RECORD EXCERPTS>
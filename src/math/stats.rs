//! Descriptive statistics and reference-distribution quantiles.

use statrs::distribution::{ContinuousCDF, Normal, StudentsT};

use crate::domain::CriticalValue;
use crate::error::{RdError, Result};

pub fn mean(values: &[f64]) -> f64 {
    if values.is_empty() {
        return f64::NAN;
    }
    values.iter().sum::<f64>() / values.len() as f64
}

/// Sample standard deviation (`n - 1` denominator).
pub fn sample_sd(values: &[f64]) -> f64 {
    let n = values.len();
    if n < 2 {
        return 0.0;
    }
    let m = mean(values);
    let ss: f64 = values.iter().map(|v| (v - m) * (v - m)).sum();
    (ss / (n as f64 - 1.0)).sqrt()
}

/// Quantile with linear interpolation between order statistics
/// (`(n - 1) p` positioning).
pub fn quantile(values: &[f64], p: f64) -> f64 {
    if values.is_empty() {
        return f64::NAN;
    }
    let mut sorted = values.to_vec();
    sorted.sort_by(|a, b| a.partial_cmp(b).unwrap_or(std::cmp::Ordering::Equal));
    let pos = p.clamp(0.0, 1.0) * (sorted.len() as f64 - 1.0);
    let lo = pos.floor() as usize;
    let hi = pos.ceil() as usize;
    let frac = pos - lo as f64;
    sorted[lo] + frac * (sorted[hi] - sorted[lo])
}

pub fn interquartile_range(values: &[f64]) -> f64 {
    quantile(values, 0.75) - quantile(values, 0.25)
}

/// Median of three values.
pub fn median3(a: f64, b: f64, c: f64) -> f64 {
    a.max(b).min(a.min(b).max(c))
}

/// Two-sided critical value for a `level`% interval.
///
/// `df` is only used by the Student-t reference distribution.
pub fn critical_value(level: f64, kind: CriticalValue, df: f64) -> Result<f64> {
    if !(level.is_finite() && level > 0.0 && level < 100.0) {
        return Err(RdError::InvalidLevel(level));
    }
    let p = 1.0 - (1.0 - level / 100.0) / 2.0;
    match kind {
        CriticalValue::Normal => Ok(standard_normal()?.inverse_cdf(p)),
        CriticalValue::StudentT => Ok(students_t(df)?.inverse_cdf(p)),
    }
}

/// Two-sided p-value of a test statistic.
pub fn two_sided_p_value(statistic: f64, kind: CriticalValue, df: f64) -> Result<f64> {
    if statistic.is_nan() {
        return Ok(f64::NAN);
    }
    if statistic.is_infinite() {
        return Ok(0.0);
    }
    let tail = match kind {
        CriticalValue::Normal => standard_normal()?.cdf(-statistic.abs()),
        CriticalValue::StudentT => students_t(df)?.cdf(-statistic.abs()),
    };
    Ok((2.0 * tail).min(1.0))
}

fn standard_normal() -> Result<Normal> {
    Normal::new(0.0, 1.0).map_err(|e| RdError::InvalidConfig(format!("normal distribution: {e}")))
}

fn students_t(df: f64) -> Result<StudentsT> {
    if !(df.is_finite() && df > 0.0) {
        return Err(RdError::InvalidConfig(format!(
            "Student-t critical values need positive degrees of freedom, got {df}"
        )));
    }
    StudentsT::new(0.0, 1.0, df)
        .map_err(|e| RdError::InvalidConfig(format!("Student-t distribution: {e}")))
}
//! The immutable observation table consumed by every estimator.
//!
//! Columns are validated once at construction (equal lengths, finite values)
//! so the numerical code downstream never has to re-check them.

use serde::{Deserialize, Serialize};

use crate::error::{RdError, Result};

/// Paired `(score, outcome)` observations with optional covariate columns and
/// cluster ids. Row order is irrelevant; duplicate scores are allowed.
#[derive(Debug, Clone, PartialEq, Serialize, Deserialize)]
pub struct Observations {
    score: Vec<f64>,
    outcome: Vec<f64>,
    /// Covariates stored column by column, each of length `len()`.
    covariates: Vec<Vec<f64>>,
    clusters: Option<Vec<u64>>,
}

impl Observations {
    pub fn new(score: Vec<f64>, outcome: Vec<f64>) -> Result<Self> {
        if outcome.len() != score.len() {
            return Err(RdError::LengthMismatch {
                what: "outcome",
                expected: score.len(),
                found: outcome.len(),
            });
        }
        check_finite("score", &score)?;
        check_finite("outcome", &outcome)?;

        Ok(Self {
            score,
            outcome,
            covariates: Vec::new(),
            clusters: None,
        })
    }

    /// Attach covariate columns (each column has one value per observation).
    pub fn with_covariates(mut self, columns: Vec<Vec<f64>>) -> Result<Self> {
        for column in &columns {
            if column.len() != self.len() {
                return Err(RdError::LengthMismatch {
                    what: "covariate column",
                    expected: self.len(),
                    found: column.len(),
                });
            }
            check_finite("covariate", column)?;
        }
        self.covariates = columns;
        Ok(self)
    }

    pub fn with_clusters(mut self, ids: Vec<u64>) -> Result<Self> {
        if ids.len() != self.len() {
            return Err(RdError::LengthMismatch {
                what: "cluster ids",
                expected: self.len(),
                found: ids.len(),
            });
        }
        self.clusters = Some(ids);
        Ok(self)
    }

    /// Same scores, covariates and clusters with a different outcome column.
    pub fn with_outcome(&self, outcome: Vec<f64>) -> Result<Self> {
        if outcome.len() != self.len() {
            return Err(RdError::LengthMismatch {
                what: "outcome",
                expected: self.len(),
                found: outcome.len(),
            });
        }
        check_finite("outcome", &outcome)?;
        Ok(Self {
            outcome,
            ..self.clone()
        })
    }

    pub fn len(&self) -> usize {
        self.score.len()
    }

    pub fn is_empty(&self) -> bool {
        self.score.is_empty()
    }

    pub fn score(&self) -> &[f64] {
        &self.score
    }

    pub fn outcome(&self) -> &[f64] {
        &self.outcome
    }

    pub fn covariates(&self) -> &[Vec<f64>] {
        &self.covariates
    }

    pub fn n_covariates(&self) -> usize {
        self.covariates.len()
    }

    pub fn covariate(&self, row: usize, column: usize) -> f64 {
        self.covariates[column][row]
    }

    pub fn clusters(&self) -> Option<&[u64]> {
        self.clusters.as_deref()
    }

    /// Number of distinct cluster ids, if clustered.
    pub fn n_clusters(&self) -> Option<usize> {
        self.clusters.as_ref().map(|ids| {
            let mut ids = ids.clone();
            ids.sort_unstable();
            ids.dedup();
            ids.len()
        })
    }

    /// `(min, max)` of the score, or `None` for an empty table.
    pub fn score_range(&self) -> Option<(f64, f64)> {
        if self.is_empty() {
            return None;
        }
        let min = self.score.iter().copied().fold(f64::INFINITY, f64::min);
        let max = self.score.iter().copied().fold(f64::NEG_INFINITY, f64::max);
        Some((min, max))
    }

    /// Keep the rows for which `keep(row)` is true.
    pub fn subset(&self, keep: impl Fn(usize) -> bool) -> Self {
        let rows: Vec<usize> = (0..self.len()).filter(|&i| keep(i)).collect();
        Self {
            score: rows.iter().map(|&i| self.score[i]).collect(),
            outcome: rows.iter().map(|&i| self.outcome[i]).collect(),
            covariates: self
                .covariates
                .iter()
                .map(|column| rows.iter().map(|&i| column[i]).collect())
                .collect(),
            clusters: self
                .clusters
                .as_ref()
                .map(|ids| rows.iter().map(|&i| ids[i]).collect()),
        }
    }

    /// Donut-hole sample: drop observations with `|score - cutoff| < radius`.
    pub fn donut(&self, cutoff: f64, radius: f64) -> Self {
        self.subset(|i| (self.score[i] - cutoff).abs() >= radius)
    }
}

fn check_finite(what: &'static str, values: &[f64]) -> Result<()> {
    match values.iter().position(|v| !v.is_finite()) {
        Some(index) => Err(RdError::NonFinite { what, index }),
        None => Ok(()),
    }
}
use api_rest::{config_from_env, router, AppState, DEFAULT_REST_ADDR};
use std::net::SocketAddr;
use std::sync::Arc;
use tracing_subscriber::{layer::SubscriberExt, util::SubscriberInitExt};

/// Main entry point for the PDF Chat application
///
/// Serves the upload and chat relays, the health check and the Swagger UI on one REST server,
/// and shuts down cleanly on Ctrl-C.
///
/// # Environment Variables
/// - `PDFCHAT_REST_ADDR`: REST server address (default: "0.0.0.0:3000")
/// - `CHATPDF_API_KEY`: key sent to the document service in the `x-api-key` header (required)
/// - `CHATPDF_BASE_URL`: document service base URL (default: "https://api.chatpdf.com/v1")
///
/// # Returns
/// * `Ok(())` - If the server starts, runs and shuts down successfully
/// * `Err(anyhow::Error)` - If configuration, binding or serving fails
#[tokio::main]
async fn main() -> anyhow::Result<()> {
    dotenvy::dotenv().ok();

    tracing_subscriber::registry()
        .with(
            tracing_subscriber::EnvFilter::from_default_env()
                .add_directive("pdfchat_run=info".parse()?)
                .add_directive("api_rest=info".parse()?)
                .add_directive("pdfchat_core=info".parse()?),
        )
        .with(tracing_subscriber::fmt::layer())
        .init();

    let rest_addr: SocketAddr = std::env::var("PDFCHAT_REST_ADDR")
        .unwrap_or_else(|_| DEFAULT_REST_ADDR.into())
        .parse()?;
    let cfg = Arc::new(config_from_env()?);

    tracing::info!("++ Starting PDF Chat REST on {}", rest_addr);
    tracing::info!("++ Relaying to {}", cfg.base_url());

    let rest_app = router(AppState::new(cfg));
    let listener = tokio::net::TcpListener::bind(rest_addr).await?;
    axum::serve(listener, rest_app)
        .with_graceful_shutdown(shutdown_signal())
        .await?;

    tracing::info!("++ PDF Chat REST stopped");
    Ok(())
}

async fn shutdown_signal() {
    if let Err(e) = tokio::signal::ctrl_c().await {
        tracing::error!("Failed to listen for Ctrl-C: {:?}", e);
        std::future::pending::<()>().await;
    }
}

EXERCISE DESCRIPTION> Please go through the listing and return each line that has "impl" in it.

TASK RESPONSE>
impl Observations {
    pub fn subset(&self, keep: impl Fn(usize) -> bool) -> Self {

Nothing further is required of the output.